If a line in the listing below includes the word "Send", pick it out.

-- Available data follows --

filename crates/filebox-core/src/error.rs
//! Unified application error types for Filebox.
//!
//! All crates map their internal errors into [`AppError`] for consistent
//! propagation through the ? operator.

use std::fmt;
use thiserror::Error;

/// Top-level error kind categorization used across the entire application.
///
/// Each kind maps to exactly one externally visible HTTP status in the API
/// layer. `NotFound` deliberately covers genuine absence, ownership
/// mismatches, and dangling blobs so that callers cannot probe which
/// records exist.
#[derive(Debug, Clone, Copy, PartialEq, Eq, Hash, serde::Serialize, serde::Deserialize)]
pub enum ErrorKind {
    /// The requested resource was not found (or is hidden from the caller).
    NotFound,
    /// The caller presented no token, an empty token, or one that does not
    /// resolve to an identity.
    Unauthorized,
    /// Input validation failed.
    Validation,
    /// The addressed record is a folder and carries no byte content.
    NoContent,
    /// A storage I/O error occurred.
    Storage,
    /// A database error occurred.
    Database,
    /// A session-store error occurred.
    Session,
    /// A configuration error occurred.
    Configuration,
    /// A serialization/deserialization error occurred.
    Serialization,
    /// An internal server error occurred.
    Internal,
}

impl fmt::Display for ErrorKind {
    fn fmt(&self, f: &mut fmt::Formatter<'_>) -> fmt::Result {
        match self {
            Self::NotFound => write!(f, "NOT_FOUND"),
            Self::Unauthorized => write!(f, "UNAUTHORIZED"),
            Self::Validation => write!(f, "VALIDATION"),
            Self::NoContent => write!(f, "NO_CONTENT"),
            Self::Storage => write!(f, "STORAGE"),
            Self::Database => write!(f, "DATABASE"),
            Self::Session => write!(f, "SESSION"),
            Self::Configuration => write!(f, "CONFIGURATION"),
            Self::Serialization => write!(f, "SERIALIZATION"),
            Self::Internal => write!(f, "INTERNAL"),
        }
    }
}

/// The unified application error used throughout Filebox.
///
/// All crate-specific errors are mapped into `AppError` using `From` impls
/// or explicit `.map_err()` calls. This provides a single error type for
/// the entire application boundary.
#[derive(Debug, Error)]
#[error("{kind}: {message}")]
pub struct AppError {
    /// The category of error.
    pub kind: ErrorKind,
    /// A human-readable error message.
    pub message: String,
    /// Optional underlying cause.
    #[source]
    pub source: Option<Box<dyn std::error::Error + Send + Sync>>,
}

impl AppError {
    /// Create a new application error.
    pub fn new(kind: ErrorKind, message: impl Into<String>) -> Self {
        Self {
            kind,
            message: message.into(),
            source: None,
        }
    }

    /// Create a new application error with an underlying cause.
    pub fn with_source(
        kind: ErrorKind,
        message: impl Into<String>,
        source: impl std::error::Error + Send + Sync + 'static,
    ) -> Self {
        Self {
            kind,
            message: message.into(),
            source: Some(Box::new(source)),
        }
    }

    /// Create a not-found error.
    pub fn not_found(message: impl Into<String>) -> Self {
        Self::new(ErrorKind::NotFound, message)
    }

    /// Create an unauthorized error.
    pub fn unauthorized(message: impl Into<String>) -> Self {
        Self::new(ErrorKind::Unauthorized, message)
    }

    /// Create a validation error.
    pub fn validation(message: impl Into<String>) -> Self {
        Self::new(ErrorKind::Validation, message)
    }

    /// Create a no-content error.
    pub fn no_content(message: impl Into<String>) -> Self {
        Self::new(ErrorKind::NoContent, message)
    }

    /// Create a storage error.
    pub fn storage(message: impl Into<String>) -> Self {
        Self::new(ErrorKind::Storage, message)
    }

    /// Create a database error.
    pub fn database(message: impl Into<String>) -> Self {
        Self::new(ErrorKind::Database, message)
    }

    /// Create a session error.
    pub fn session(message: impl Into<String>) -> Self {
        Self::new(ErrorKind::Session, message)
    }

    /// Create a configuration error.
    pub fn configuration(message: impl Into<String>) -> Self {
        Self::new(ErrorKind::Configuration, message)
    }

    /// Create an internal error.
    pub fn internal(message: impl Into<String>) -> Self {
        Self::new(ErrorKind::Internal, message)
    }
}

impl Clone for AppError {
    fn clone(&self) -> Self {
        Self {
            kind: self.kind,
            message: self.message.clone(),
            source: None,
        }
    }
}

impl From<serde_json::Error> for AppError {
    fn from(err: serde_json::Error) -> Self {
        Self::with_source(
            ErrorKind::Serialization,
            format!("JSON serialization error: {err}"),
            err,
        )
    }
}

impl From<std::io::Error> for AppError {
    fn from(err: std::io::Error) -> Self {
        Self::with_source(ErrorKind::Storage, format!("I/O error: {err}"), err)
    }
}

impl From<config::ConfigError> for AppError {
    fn from(err: config::ConfigError) -> Self {
        Self::with_source(
            ErrorKind::Configuration,
            format!("Configuration error: {err}"),
            err,
        )
    }
}
//! Session store configuration.

use serde::{Deserialize, Serialize};

/// Redis-backed session store settings.
#[derive(Debug, Clone, Serialize, Deserialize)]
#[serde(default)]
pub struct SessionConfig {
    /// Redis connection URL.
    pub url: String,
    /// Key prefix under which tokens are stored (`<prefix><token>`).
    pub key_prefix: String,
}

impl Default for SessionConfig {
    fn default() -> Self {
        Self {
            url: "redis://localhost:6379".to_string(),
            key_prefix: "auth_".to_string(),
        }
    }
}
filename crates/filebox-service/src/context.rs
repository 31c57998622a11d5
//! Request context carrying the authenticated caller identity.

use serde::{Deserialize, Serialize};

use filebox_core::types::UserId;

/// The identity resolved from a presented token via the session store.
///
/// Constructed by the API layer's extractors and passed into service
/// methods so every operation knows *who* is acting. Operations that
/// allow anonymous access take an `Option<&Caller>` instead.
#[derive(Debug, Clone, Copy, PartialEq, Eq, Serialize, Deserialize)]
pub struct Caller {
    /// The authenticated user's id.
    pub user_id: UserId,
}

impl Caller {
    /// Create a caller context for a resolved identity.
    pub fn new(user_id: UserId) -> Self {
        Self { user_id }
    }
}
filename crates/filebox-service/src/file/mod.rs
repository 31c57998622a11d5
//! File record services: hierarchy management and content retrieval.

pub mod content;
pub mod service;

pub use content::{ContentService, FileContent};
pub use service::{CreateRecordRequest, FileService};

use filebox_core::error::AppError;
use filebox_core::result::AppResult;
use filebox_core::types::FileId;

/// Parse a path identifier, downgrading malformed input to `NotFound`
/// so an unparseable id never surfaces as an internal error.
pub(crate) fn parse_file_id(raw: &str) -> AppResult<FileId> {
    raw.parse()
        .map_err(|_| AppError::not_found("Not found"))
}
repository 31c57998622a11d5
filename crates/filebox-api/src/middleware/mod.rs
//! HTTP middleware.

pub mod logging;
//! In-memory blob store for deterministic tests.

use async_trait::async_trait;
use bytes::Bytes;
use dashmap::DashMap;

use filebox_core::error::AppError;
use filebox_core::result::AppResult;
use filebox_core::traits::BlobStore;

/// Blob store keeping byte payloads in a process-local map.
///
/// Stored paths use a `mem://` scheme so they are recognizably synthetic
/// in test output.
#[derive(Debug, Default)]
pub struct MemoryBlobStore {
    blobs: DashMap<String, Bytes>,
}

impl MemoryBlobStore {
    /// Create an empty store.
    pub fn new() -> Self {
        Self::default()
    }

    /// Drop a stored blob, leaving any metadata record dangling.
    pub fn remove(&self, path: &str) {
        self.blobs.remove(path);
    }

    /// Number of stored blobs.
    pub fn len(&self) -> usize {
        self.blobs.len()
    }

    /// Whether the store holds no blobs.
    pub fn is_empty(&self) -> bool {
        self.blobs.is_empty()
    }
}

#[async_trait]
impl BlobStore for MemoryBlobStore {
    async fn write(&self, key: &str, data: Bytes) -> AppResult<String> {
        let path = format!("mem://{key}");
        self.blobs.insert(path.clone(), data);
        Ok(path)
    }

    async fn read(&self, path: &str) -> AppResult<Bytes> {
        self.blobs
            .get(path)
            .map(|entry| entry.value().clone())
            .ok_or_else(|| AppError::not_found(format!("Blob not found: {path}")))
    }

    async fn exists(&self, path: &str) -> AppResult<bool> {
        Ok(self.blobs.contains_key(path))
    }
}
//! Token extractors — pull the session token from the `X-Token` header
//! and resolve it to a caller identity.

use axum::extract::FromRequestParts;
use axum::http::request::Parts;

use filebox_core::error::AppError;
use filebox_core::types::UserId;
use filebox_service::Caller;

use crate::error::ApiError;
use crate::state::AppState;

const TOKEN_HEADER: &str = "x-token";

/// Extracted authenticated caller, required.
///
/// Rejects with `401 Unauthorized` when the header is missing, empty,
/// or does not resolve to an identity in the session store.
#[derive(Debug, Clone, Copy)]
pub struct AuthUser(pub Caller);

impl std::ops::Deref for AuthUser {
    type Target = Caller;
    fn deref(&self) -> &Self::Target {
        &self.0
    }
}

/// Extracted caller for endpoints that also serve anonymous requests.
///
/// A missing or unresolvable token yields `None` instead of rejecting;
/// only a session-store failure surfaces as an error.
#[derive(Debug, Clone, Copy)]
pub struct MaybeAuthUser(pub Option<Caller>);

async fn resolve_token(parts: &Parts, state: &AppState) -> Result<Option<UserId>, AppError> {
    let token = match parts.headers.get(TOKEN_HEADER).and_then(|v| v.to_str().ok()) {
        Some(t) if !t.is_empty() => t,
        _ => return Ok(None),
    };
    state.sessions.resolve(token).await
}

impl FromRequestParts<AppState> for AuthUser {
    type Rejection = ApiError;

    async fn from_request_parts(
        parts: &mut Parts,
        state: &AppState,
    ) -> Result<Self, Self::Rejection> {
        match resolve_token(parts, state).await? {
            Some(user_id) => Ok(AuthUser(Caller::new(user_id))),
            None => Err(ApiError(AppError::unauthorized("Unauthorized"))),
        }
    }
}

impl FromRequestParts<AppState> for MaybeAuthUser {
    type Rejection = ApiError;

    async fn from_request_parts(
        parts: &mut Parts,
        state: &AppState,
    ) -> Result<Self, Self::Rejection> {
        let caller = resolve_token(parts, state).await?.map(Caller::new);
        Ok(MaybeAuthUser(caller))
    }
}
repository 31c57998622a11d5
//! Pagination types for listing endpoints.
//!
//! Listings use a fixed page size of 20 records and zero-based page
//! numbers. There is no total count and no sort guarantee beyond the
//! document store's natural iteration order.

use serde::{Deserialize, Serialize};

/// Fixed number of records per listing page.
pub const PAGE_SIZE: u64 = 20;

/// A zero-based page selector for paginated queries.
#[derive(Debug, Clone, Copy, PartialEq, Eq, Serialize, Deserialize)]
pub struct PageQuery {
    /// Page number (0-based).
    #[serde(default)]
    pub page: u64,
}

impl PageQuery {
    /// Create a page query for the given zero-based page.
    pub fn new(page: u64) -> Self {
        Self { page }
    }

    /// Number of records to skip before this page starts. Saturates so
    /// an absurd page number yields an empty page instead of a panic.
    pub fn offset(&self) -> u64 {
        self.page.saturating_mul(PAGE_SIZE)
    }

    /// Maximum number of records on this page.
    pub fn limit(&self) -> u64 {
        PAGE_SIZE
    }
}

impl Default for PageQuery {
    fn default() -> Self {
        Self { page: 0 }
    }
}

-- Available data concluded --

■ Result below ■
    pub source: Option<Box<dyn std::error::Error + Send + Sync>>,
        source: impl std::error::Error + Send + Sync + 'static,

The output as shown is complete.